An 11-year-old (Amy Breslin) sues for medical divorcement from her parents (Cameron Diaz and Jason Patric) because they had conceived her in order to use her blood and organs to save her older sister (Sofia Vassilieva) who's dying from leukemia. Also with Alec Baldwin, Joan Cusack, Walter Raney, Heather Wahlquist, Evan Ellington and Jeffrey Markle. Directed by Nick Cassavetes. [1:46]

SEX/NUDITY 5 - A teen boy and a teen girl attend a dance, they hold hands and dance, they leave and we see them in a darkened room in a bed, half covered by a sheet in the moonlight (we see the bare shoulders of both and her bare back to the top of the buttocks); the camera cuts to a close-up of their faces as they talk and the scene ends.
 A teen boy and a teen girl kiss five times on her doorstep after a date. A husband kisses his wife as a greeting. A husband and his wife lie in bed talking, and she in a knee-length white sleeveless gown and sports bra and he in a T-shirt and shorts. In a bedroom scene, a husband and his wife lie side by side.
 A teen girl tells her mother that she and her boyfriend "did stuff" but did not have sexual intercourse and now she has not heard from him in three days (we hear that the boy died and we see the girl grieving when she hears the news). A teen girl (in front of her mother) tells a teen boy that she can pay a bet to him about how often she vomits (please see Violence/Gore for more details) with sexual favors; her mom says, "If you do then the payback with be a bone marrow aspiration." A teen boy asks a teen girl for her phone number while in the chemotherapy ward where they are both regular patients. A teen boy and a teen girl hold hands. An 11-year-old girl asks her older sister if the kiss her boyfriend gave her was sexy and included lots of tongue. A woman says that a picture of a teen boy is cute.

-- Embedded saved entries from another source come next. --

//! Host header parsing.
//!
//! # Design Decisions
//! - Only the leading label is significant; the rest of the host is ignored
//! - Matching is case-sensitive and exact (no wildcards, no regex)
//! - A `:port` suffix is removed before the label is taken

use axum::http::{header::HOST, Request};

/// The host a request was addressed to: the `Host` header, falling back to
/// the authority of an absolute-form request target.
pub fn request_host<B>(req: &Request<B>) -> Option<&str> {
    req.headers()
        .get(HOST)
        .and_then(|h| h.to_str().ok())
        .or_else(|| req.uri().authority().map(|a| a.as_str()))
}

/// Leading label of a host, e.g. `"wiki"` for `"wiki.example.com:8080"`.
pub fn subdomain(host: &str) -> &str {
    let host = strip_port(host);
    host.split('.').next().unwrap_or(host)
}

fn strip_port(host: &str) -> &str {
    // bracketed IPv6 literals carry colons of their own
    if host.starts_with('[') {
        return host.split_once(']').map(|(h, _)| &host[..h.len() + 1]).unwrap_or(host);
    }
    host.split_once(':').map(|(h, _)| h).unwrap_or(host)
}

#[cfg(test)]
mod tests {
    use super::*;
    use axum::body::Body;

    #[test]
    fn test_subdomain() {
        assert_eq!(subdomain("wiki.example.com"), "wiki");
        assert_eq!(subdomain("gh.example.com:8080"), "gh");
        assert_eq!(subdomain("localhost:3000"), "localhost");
        assert_eq!(subdomain("example"), "example");
        assert_eq!(subdomain(""), "");
        assert_eq!(subdomain("[::1]:3000"), "[::1]");
    }

    #[test]
    fn test_subdomain_is_case_sensitive() {
        // callers compare the label verbatim
        assert_eq!(subdomain("WIKI.example.com"), "WIKI");
    }

    #[test]
    fn test_request_host() {
        let req = Request::builder()
            .header("Host", "wiki.example.com")
            .body(Body::default())
            .unwrap();
        assert_eq!(request_host(&req), Some("wiki.example.com"));

        let req = Request::builder()
            .uri("http://gh.example.com/user/repo")
            .body(Body::default())
            .unwrap();
        assert_eq!(request_host(&req), Some("gh.example.com"));

        let req = Request::builder().uri("/").body(Body::default()).unwrap();
        assert_eq!(request_host(&req), None);
    }
}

 A screen full of live sperm swim across the screen, followed by a microscopic view of a human egg dividing in half (a voiceover of a young girl says that children happen when people have sex and usually during drunkenness and lack of birth control, and that she was engineered in a dish to be spare parts for her older sister).
 A woman walks out of a restaurant wearing a low-cut blouse that reveals cleavage. Three women wear mini skirts and knee-boots. A 4-year-old girl lies on a doctor's examination table and we see her bare chest briefly. An 11-year old girl is shown 4 times wearing mini skirts and knee boots. A man at a beach is bare-chested. A woman at a beach wears a strapless, loose top and short shorts. A woman wears a pantsuit with a low-cut blouse that reveals cleavage.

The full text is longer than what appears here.